Every line below that has "DbErr" in it should be copied.

** Opening STUDY MATERIAL block **

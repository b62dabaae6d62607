use crate::entities::{comments, issue_status_history, issues};
use sea_orm_migration::prelude::*;

#[derive(DeriveMigrationName)]
pub struct Migration;

#[async_trait::async_trait]
impl MigrationTrait for Migration {
    async fn up(&self, manager: &SchemaManager) -> Result<(), DbErr> {
        manager
            .create_index(
                Index::create()
                    .name("idx_issues_status_id")
                    .table(issues::Entity)
                    .col(issues::Column::StatusId)
                    .if_not_exists()
                    .to_owned(),
            )
            .await?;

        manager
            .create_index(
                Index::create()
                    .name("idx_issue_status_history_issue_id")
                    .table(issue_status_history::Entity)
                    .col(issue_status_history::Column::IssueId)
                    .if_not_exists()
                    .to_owned(),
            )
            .await?;

        manager
            .create_index(
                Index::create()
                    .name("idx_comments_issue_id_created_at")
                    .table(comments::Entity)
                    .col(comments::Column::IssueId)
                    .col(comments::Column::CreatedAt)
                    .if_not_exists()
                    .to_owned(),
            )
            .await?;

        Ok(())
    }

    async fn down(&self, manager: &SchemaManager) -> Result<(), DbErr> {
        for (name, table) in [
            ("idx_comments_issue_id_created_at", "comments"),
            ("idx_issue_status_history_issue_id", "issue_status_history"),
            ("idx_issues_status_id", "issues"),
        ] {
            manager
                .drop_index(Index::drop().name(name).table(Alias::new(table)).to_owned())
                .await?;
        }
        Ok(())
    }
}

** Closing STUDY MATERIAL block **

• [PROBLEM SOLUTION]:
    async fn up(&self, manager: &SchemaManager) -> Result<(), DbErr> {
    async fn down(&self, manager: &SchemaManager) -> Result<(), DbErr> {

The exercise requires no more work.